However, in our sample, BDNF values did not change and even decreased after six weeks of antidepressant treatment. Although contrary to the neurotrophin hypothesis, this is in line with several recent studies that do not show a BDNF increase over the course of antidepressant treatment and other studies that also reported a clinical response to treatment without BDNF increase [18,22] or BDNF variations, independent of continuous application of antidepressants [47,48,49]. Our results were found while controlling for age and sex.
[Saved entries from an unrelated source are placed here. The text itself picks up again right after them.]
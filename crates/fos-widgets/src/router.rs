//! Input event routing from surface elements to widgets.

use fos_dom::{BrowserEvent, EventKind, NodeId};

use crate::node::Structure;
use crate::{HookContext, WidgetId, WidgetResult, WidgetTree};

impl WidgetTree {
    /// Widget currently bound as the dispatch target of `element`
    pub fn dispatch_target(&self, element: NodeId) -> Option<WidgetId> {
        let listener = self.document.tree().event_listener(element)?;
        let id = WidgetId::from_listener(listener);
        self.contains(id).then_some(id)
    }

    /// Fire an input event at a surface element.
    ///
    /// The event bubbles through every listening element that sinks `kind`
    /// until a handler stops propagation. Returns the number of widget
    /// deliveries, counting the inner widgets reached through composites.
    pub fn dispatch_event(&mut self, target: NodeId, kind: EventKind) -> usize {
        let mut event = BrowserEvent::new(kind, target);
        let path = self.document.tree().dispatch_path(target, kind);

        let mut delivered = 0;
        for (element, listener) in path {
            let id = WidgetId::from_listener(listener);
            if !self.contains(id) {
                tracing::warn!("Stale dispatch target {:?} on {:?}", listener, element);
                continue;
            }
            event.current_target = Some(element);
            delivered += self.deliver(id, &mut event);
            if event.is_propagation_stopped() {
                break;
            }
        }
        delivered
    }

    /// Fire an input event at a widget's element
    pub fn fire_event_at(&mut self, id: WidgetId, kind: EventKind) -> WidgetResult<usize> {
        let element = self.element(id)?;
        Ok(self.dispatch_event(element, kind))
    }

    /// Run the widget's own event hook and handlers. Composites then hand
    /// the same event to their inner widget.
    fn deliver(&mut self, id: WidgetId, event: &mut BrowserEvent) -> usize {
        let Self { widgets, document, scheduler, .. } = self;
        let Some(node) = widgets.get_mut(id.0) else {
            return 0;
        };
        let mut cx = HookContext {
            widget: id,
            element: node.element,
            document,
            scheduler,
        };
        node.behavior.on_browser_event(event, &mut cx);
        node.handlers.fire_dom(event);
        tracing::trace!("Delivered {:?} to {:?}", event.kind, id);

        let inner = match node.structure {
            Structure::Composite(inner) => inner,
            _ => None,
        };
        match inner {
            Some(inner) => 1 + self.deliver(inner, event),
            None => 1,
        }
    }
}

#[cfg(test)]
mod tests {
    use super::*;
    use crate::{Config, Plain, Widget};
    use std::cell::RefCell;
    use std::rc::Rc;

    struct Stopper;

    impl Widget for Stopper {
        fn on_browser_event(&mut self, event: &mut BrowserEvent, _cx: &mut HookContext<'_>) {
            event.stop_propagation();
        }
    }

    #[test]
    fn test_bubbles_to_sinking_ancestors() {
        let mut tree = WidgetTree::new(Config::default());
        let panel = tree.create_panel("div", Plain);
        let button = tree.create_leaf("button", Plain);
        tree.add(panel, button).unwrap();

        let seen = Rc::new(RefCell::new(Vec::new()));
        for (id, name) in [(button, "button"), (panel, "panel")] {
            let s = seen.clone();
            tree.add_dom_handler(id, EventKind::Click, move |_| s.borrow_mut().push(name))
                .unwrap();
        }
        tree.add_to_root(panel).unwrap();

        assert_eq!(tree.fire_event_at(button, EventKind::Click).unwrap(), 2);
        assert_eq!(*seen.borrow(), vec!["button", "panel"]);

        // Not sunk anywhere
        assert_eq!(tree.fire_event_at(button, EventKind::KeyDown).unwrap(), 0);
    }

    #[test]
    fn test_stop_propagation() {
        let mut tree = WidgetTree::new(Config::default());
        let panel = tree.create_panel("div", Plain);
        let button = tree.create_leaf("button", Stopper);
        tree.add(panel, button).unwrap();
        tree.sink_events(button, EventKind::Click.into()).unwrap();

        let hits = Rc::new(RefCell::new(0));
        let h = hits.clone();
        tree.add_dom_handler(panel, EventKind::Click, move |_| *h.borrow_mut() += 1)
            .unwrap();
        tree.add_to_root(panel).unwrap();

        assert_eq!(tree.fire_event_at(button, EventKind::Click).unwrap(), 1);
        assert_eq!(*hits.borrow(), 0);
    }

    #[test]
    fn test_detached_widget_receives_nothing() {
        let mut tree = WidgetTree::new(Config::default());
        let button = tree.create_leaf("button", Plain);
        let hits = Rc::new(RefCell::new(0));
        let h = hits.clone();
        tree.add_dom_handler(button, EventKind::Click, move |_| *h.borrow_mut() += 1)
            .unwrap();

        assert_eq!(tree.fire_event_at(button, EventKind::Click).unwrap(), 0);
        tree.add_to_root(button).unwrap();
        assert_eq!(tree.fire_event_at(button, EventKind::Click).unwrap(), 1);
        tree.remove_from_parent(button).unwrap();
        assert_eq!(tree.fire_event_at(button, EventKind::Click).unwrap(), 0);
        assert_eq!(*hits.borrow(), 1);
        assert_eq!(tree.dispatch_target(tree.element(button).unwrap()), None);
    }
}
//! User-facing widget behaviour.
//!
//! The tree owns structure and lifecycle; a [`Widget`] only supplies the
//! optional hooks that run at attach, detach and event delivery.

use std::any::Any;

use fos_dom::{BrowserEvent, Document, NodeId};

use crate::{HookError, Scheduler, WidgetId};

/// What a hook may touch while it runs.
pub struct HookContext<'a> {
    /// Widget whose hook is running
    pub widget: WidgetId,
    /// Its element (shared with the inner widget for composites)
    pub element: Option<NodeId>,
    pub document: &'a mut Document,
    /// Queue for work that must run at the end of the current turn
    pub scheduler: &'a mut Scheduler,
}

/// Downcasting support for `dyn Widget`
pub trait AsAny: Any {
    fn as_any(&self) -> &dyn Any;
    fn as_any_mut(&mut self) -> &mut dyn Any;
}

impl<T: Any> AsAny for T {
    fn as_any(&self) -> &dyn Any {
        self
    }

    fn as_any_mut(&mut self) -> &mut dyn Any {
        self
    }
}

/// Hooks invoked by the tree.
///
/// `on_load` runs after the widget (and its children) became attached;
/// `on_unload` runs before anything is detached, so it still observes an
/// attached widget. A hook error never stops the tree's own bookkeeping.
pub trait Widget: AsAny {
    fn on_load(&mut self, _cx: &mut HookContext<'_>) -> Result<(), HookError> {
        Ok(())
    }

    fn on_unload(&mut self, _cx: &mut HookContext<'_>) -> Result<(), HookError> {
        Ok(())
    }

    /// Called for every input event routed to this widget, before its
    /// registered DOM handlers.
    fn on_browser_event(&mut self, _event: &mut BrowserEvent, _cx: &mut HookContext<'_>) {}
}

/// Widget without hooks, for plain structural nodes
#[derive(Debug, Clone, Copy, Default)]
pub struct Plain;

impl Widget for Plain {}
Furthermore, we neither found significant associations between serum BDNF concentrations/NAA concentrations and body weight/BMI or smoking (Pearson correlations p > .05), which have been previously reported to affect peripheral BDNF levels [50,51,52]. Taken together, our results suggest that reduced BDNF might be a precondition to response to antidepressive medication rather than its consecutive change directly parallels clinical symptoms.

In contrast to most studies that assess BDNF in an acute state or for a few weeks under medication, there are some studies that argue that low peripheral BDNF might be associated with a chronic rather than an initial depressive state [24,47]. Bus et al. [47] showed that over two years, serum BDNF persistently decreased in a group of depressed patients independently of remission and antidepressant treatment. Furthermore, in this depressed group, they found a steeper serum BDNF decrease compared to healthy controls and initially depressed subjects. Hence it has been suggested that BDNF may not only be crucial in the development of depression but that depression may contribute to low BDNF even in a remitted state. Furthermore, in neuroimaging studies, neuronal atrophies are rather found in episodic and chronic than in first episode depression [53,54] which is supposed to be due to the toxic impact of glucocorticoid hyperactivation caused by chronic stress [55]. This evidence suggests that, mediated by the toxic impact of cortisol/glucocorticoides on depression-related brain regions, only chronic stress might lead to a downregulation of BDNF and finally contributes to depression development and its maintenance. This guided us to two speculations: First, BDNF increase may occur over longer periods of time and more likely as a consequence of symptom amelioration and may not be necessary for primary response and remission, even if some antidepressants do affect BDNF concentrations [56,57]. According to Duman [58], the observed serum BDNF decrease could reflect a latency in the synthesis process of BDNF. Secondly, the initial antidepressant effect on neuroplasticity may be reduced with long term administration [47]. Since in our sample most of the patients had a history of antidepressive treatment (77%), this may have affected their BDNF response to medication, which could reflect a potential tolerance to the neuroplasticity effect of antidepressants like Bus et al. [47] speculate.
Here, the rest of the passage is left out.